Consummate freelance feature writer Taffy Brodesser-Akner is going to The New York Times as a full-time staff writer. Brodesser-Akner, who has written cover profiles of pop stars and celebrities for many publications, including The New York Times Magazine and GQ — where she has been a contributing writer to both outlets — will be doing double duty as a features writer for the culture desk and a staff writer for The New York Times Magazine.
“Taffy is a prolific writer with tremendous range who can capture and unfurl all types of pop personalities,” New York Times Magazine editor Jake Silverstein and culture editor Danielle Mattoon wrote in a joint announcement. “Who else could tell you everything you need to know about Don Lemon through the pronunciation of a common dessert? Or get Nicki Minaj to unpack the meaning of ‘Anaconda’ while sleeping? Or explain how Andy Cohen’s particular understanding of human nature — earned through producing hundreds of hours of ‘Real Housewives’ — allowed him to predict the results of last year’s election?”
Just in the course of the past year, Brodesser-Akner has profiled a range of big-name subjects, including Tom Ford, Kesha, Jake Tapper and Marie Kondo. She has something of a knack for taking celebrity profiles up a notch to create a sense of character, and moments from those in-depth profiles have a tendency to go viral — such as when she opened a GQ cover story about Lemon by recounting the CNN anchor’s insistence that the “t” in the word sorbet was not silent.
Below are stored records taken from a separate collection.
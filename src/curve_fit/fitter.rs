use log::trace;
use nalgebra::{Matrix3, Vector3};

use super::{FitArgs, FitConfig, FitFailure, FitResult, PeakShapeModel};

const MIN_DAMPING: f64 = 1e-12;
const MAX_DAMPING: f64 = 1e12;

/// Fit a [`PeakShapeModel`] to some data by damped least squares
#[derive(Debug, Clone)]
pub struct PeakShapeFitter<'a, 'b> {
    pub data: FitArgs<'a, 'b>,
}

impl<'a, 'b> PeakShapeFitter<'a, 'b> {
    pub fn new(data: FitArgs<'a, 'b>) -> Self {
        Self { data }
    }

    /// Reject inputs that cannot determine three parameters
    pub fn validate(&self, config: &FitConfig) -> Result<(), FitFailure> {
        let required = config.required_points();
        let points = self.data.distinct_points();
        if points < required {
            return Err(FitFailure::TooFewPoints { points, required });
        }
        if !self.data.is_finite() {
            return Err(FitFailure::NonFinite);
        }
        if self.data.is_constant() {
            return Err(FitFailure::ConstantSignal);
        }
        Ok(())
    }

    /// The normal equations `JᵀJ` and `Jᵀr` at `model`
    fn normal_equations<T: PeakShapeModel>(&self, model: &T) -> (Matrix3<f64>, Vector3<f64>) {
        let mut jtj = Matrix3::zeros();
        let mut jtr = Vector3::zeros();
        for (x, y) in self.data.iter() {
            let j = Vector3::from(model.jacobian(x));
            let r = y - model.density(x);
            jtj += j * j.transpose();
            jtr += j * r;
        }
        (jtj, jtr)
    }

    /// Run Levenberg-Marquardt from the parameters in `model`, updating it in place
    /// with the best parameters found.
    pub fn fit_model<T: PeakShapeModel>(
        &self,
        model: &mut T,
        config: &FitConfig,
    ) -> Result<FitResult, FitFailure> {
        self.validate(config)?;
        if !model.is_valid() {
            return Err(FitFailure::NonFinite);
        }

        let mut params = Vector3::from(model.params());
        let mut cost = model.residual_sum_of_squares(&self.data);
        let mut damping = config.damping;
        let mut converged = cost == 0.0;
        let mut iterations = 0;

        while !converged && iterations < config.max_iter {
            iterations += 1;
            let current = T::from_params(params.into());
            let (jtj, jtr) = self.normal_equations(&current);
            let mut scaled = jtj;
            for i in 0..3 {
                scaled[(i, i)] += damping * jtj[(i, i)].max(f64::EPSILON);
            }

            let step = match scaled.lu().solve(&jtr) {
                Some(step) if step.iter().all(|s| s.is_finite()) => step,
                _ => {
                    damping *= 10.0;
                    if damping > MAX_DAMPING {
                        break;
                    }
                    continue;
                }
            };

            let candidate_params = params + step;
            let candidate = T::from_params(candidate_params.into());
            let candidate_cost = if candidate.is_valid() {
                candidate.residual_sum_of_squares(&self.data)
            } else {
                f64::INFINITY
            };

            if candidate_cost.is_finite() && candidate_cost <= cost {
                let improvement = cost - candidate_cost;
                trace!(
                    "{iterations}: cost {cost:.6e} -> {candidate_cost:.6e}, \
                     damping {damping:.1e}, params {candidate_params:?}"
                );
                converged = step.norm() <= config.convergence * (params.norm() + config.convergence)
                    || improvement <= config.convergence * cost
                    || candidate_cost == 0.0;
                params = candidate_params;
                cost = candidate_cost;
                damping = (damping / 10.0).max(MIN_DAMPING);
            } else {
                damping *= 10.0;
                // No step in any direction lowers the error: a minimum
                if damping > MAX_DAMPING {
                    converged = true;
                }
            }
        }

        if !converged {
            return Err(FitFailure::DidNotConverge { iterations });
        }

        *model = T::from_params(params.into());
        if !model.is_valid() {
            return Err(FitFailure::NonFinite);
        }
        let r_squared = model.r_squared(&self.data);
        if !r_squared.is_finite() {
            return Err(FitFailure::NonFinite);
        }
        Ok(model.to_result(r_squared, iterations))
    }
}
Another anecdote from a cover profile Brodesser-Akner wrote for GQ caused actor Tom Hiddleston’s recipe for bolognese sauce to become a Twitter sensation.
“What is special about the Times is that there are so many times you write something, and people read it, or it has to be crazy for people to read it,” Brodesser-Akner told WWD. “At the Times, you can tell a great story and know that the world is going to read it. What more could a writer want?”
Brodesser-Akner’s most recent story for Times Magazine was a complex look at people who decide to leave ultra-Orthodox Judaism.
“When I started out, writing for GQ was my only goal and I was willing to do anything I had to do to get there and anything to stay there. They let me do magical things. I really lived in those stories; each one changed me a little. I didn’t think I’d ever want to leave,” she said. “I have really loved freelancing for a lot of reasons: There is something that feels almost like you’re really living life like you’re supposed to when you’re sent to explore people and places you wouldn’t come across in a regular life. And working for all those magazines, I got this huge view of the world. But I always wondered, what could I do if I didn’t have to work quite so quickly and work quite so efficiently? What kind of stories would I write if I were on salary somewhere, and there was an investment into thinking of ideas, and less worry, and less calling accounts receivable? I had to try it.”